E&O Insurer: No Coverage for RICO Damages
I want to get to a few things that have accumulated on my desk over the past few days, so I’ll start with the ongoing legal problems of a Pittsburgh, Pennsylvania law firm that has represented thousands of plaintiffs in asbestos litigation in West Virginia, among other states.
Peirce, Raimond & Coulter, P.C. is a defendant in a declaratory judgment complaint filed last September by Lumbermens Mutual Casualty Company, in United States District Court for the Western District of Pennsylvania. Lumbermens Mutual Casualty Company v. Peirce, Raimond & Coulter, P.C., Civil Action No. 2:08–CV-1257 (W.D.Pa. 2008).

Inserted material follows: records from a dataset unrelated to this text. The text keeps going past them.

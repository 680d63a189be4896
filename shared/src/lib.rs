//! Shared types for the Lotus admin console
//!
//! Wire-format models used across the client and console crates:
//! metric responses, customers, chat sessions, the product snapshot
//! aggregate, and the action-tagged sync payload.

pub mod models;
pub mod response;

// Re-exports
pub use serde::{Deserialize, Serialize};

pub use response::{Pagination, ProductListResponse};
//! Lotus Console - orchestration layer of the admin dashboard
//!
//! Everything between the backend APIs and whatever renders the screen:
//! dashboard metric state, customer detail state, debounced product
//! browsing, the product form engine (option groups, variant generation,
//! image staging) and the action-tagged payload builder it submits.
//!
//! There is no widget code here; rendering and routing belong to the
//! embedding shell.

pub mod auth;
pub mod browse;
pub mod cell;
pub mod customer;
pub mod dashboard;
pub mod error;
pub mod form;

pub use auth::AuthSession;
pub use browse::{ProductBrowser, ProductListState};
pub use cell::DataCell;
pub use customer::CustomerDetail;
pub use dashboard::DashboardState;
pub use error::{ConsoleError, FormError};
pub use form::ProductForm;
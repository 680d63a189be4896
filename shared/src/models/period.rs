//! Reporting period

use serde::{Deserialize, Serialize};

/// Aggregation window for dashboard and customer metrics.
///
/// Serialized lowercase, matching the `period` query parameter the
/// metrics API expects. Endpoints that are not period-scoped simply take
/// no period (`Option<Period>` at the call site).
#[derive(Debug, Clone, Copy, PartialEq, Eq, Hash, Serialize, Deserialize)]
#[serde(rename_all = "lowercase")]
pub enum Period {
    Hour,
    Day,
    Month,
    Year,
}

impl Period {
    /// All selectable periods, in display order.
    pub const ALL: [Period; 4] = [Period::Hour, Period::Day, Period::Month, Period::Year];

    /// Wire value used in query strings.
    pub fn as_str(&self) -> &'static str {
        match self {
            Period::Hour => "hour",
            Period::Day => "day",
            Period::Month => "month",
            Period::Year => "year",
        }
    }
}

impl std::fmt::Display for Period {
    fn fmt(&self, f: &mut std::fmt::Formatter<'_>) -> std::fmt::Result {
        f.write_str(self.as_str())
    }
}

Here is the complaint, in which Lumbermens, as Peirce, Raimond & Coulter, P.C.’s errors and omissions carrier, asks for a declaratory judgment that it is not obligated to defend or indemnify the firm and its members in a lawsuit filed by CSX Transportation, Inc. In that lawsuit, which is filed in United States District Court for the Northern District of West Virginia, CSX Transportation, Inc. alleges that the Peirce firm and its members were part of a scheme to prosecute fraudulent or unmeritorious asbestosis claims. Here are some of allegations from the amended complaint:
The defendants listed herein are well-organized and financed asbestos personal injury attorneys and medical experts who have orchestrated a scheme to inundate CSXT and other entities with thousands of asbestosis claims without regard to their merit.
Due to the sheer volume of claims filed as well as the number of claimants included in any one particular lawsuit CSXT and others were unable to adequately defend or even evaluate the merits of each claim on an individual basis. Instead, in an effort to alleviate the stress placed on the judicial system by these mass filings, CSXT was forced to engage in a large scale mediation process with only limited information provided by the claimants’ own attorneys.
This case arises from the successful efforts of the defendants to deliberately fabricate and prosecute objectively unreasonable, false and fraudulent asbestosis claims against CSXT. Specifically, the defendants orchestrated an asbestosis screening process deliberately intended to result in false positive diagnoses and then knowingly prosecuted claims against CSXT with no basis in fact. As will be explained more fully below, this conduct violated the federal Racketeer Influenced and Corrupt Organizations Act (“RICO”), 18 U.S.C. § 1961 et seq., and also supports claims for common law fraud and conspiracy.
CSX Transportation v. Gilkison, Civil Action No. 5:05–CV-00202 (N.D.W.Va. 2005).
CSXT’s lawsuit has received attention for naming Dr. Ray Harron as a defendant. Dr. Harron, a retired radiologist from Bridgeport, West Virginia, is alleged to have provided false positive diagnoses of asbestosis in thousands of plaintiffs, which formed the basis for their lawsuits against CSXT.
Dr. Harron has already been accused of falsifying x-ray diagnoses of silicosis, as described by this 2006 story by Mike Tolson in the Houston Chronicle and this 2006 story by Wade Goodwyn on NPR.org. And although Goodwyn’s article provides a link, here is the 249–page opinion by United States District Judge Janis Graham Jack.
But back to CSXT’s lawsuit. The defendants have made several motions to dismiss, which have been granted and denied. But most recently, the court denied Dr. Harron’s motion to dismiss the remaining claim against him for common law civil conspiracy on the grounds that the court lacked subject matter jurisdiction under Federal Rule of Civil Procedure 12(b)(1) (the court previously granted his motion to dismiss a claim for civil RICO conspiracy).
in a nutshell, Dr. Harron alleged that the plaintiff had not satisfied the requirement of proving that the amount in controversy is at least $75,000, as required for federal diversity jurisdiction. Judge Frederick P. Stamp, Jr. disagreed, and in his order found that CSXT’s legal expenses of nearly $68,000 (so far) in investigating and prosecuting its claims, coupled with the possibility of punitive damages, satisfied the amount in controversy requirement. So it looks like Dr. Harron will remain a defendant for at least a while longer.
Finally, let me offer my belated congratulations to Marc E. Williams, one of CSXT’s lawyers and my law school classmate. Marc, who practices at Huddleston Bolen LLP, is the 2008–2009 president of DRI, the membership organization for civil litigation defense lawyers.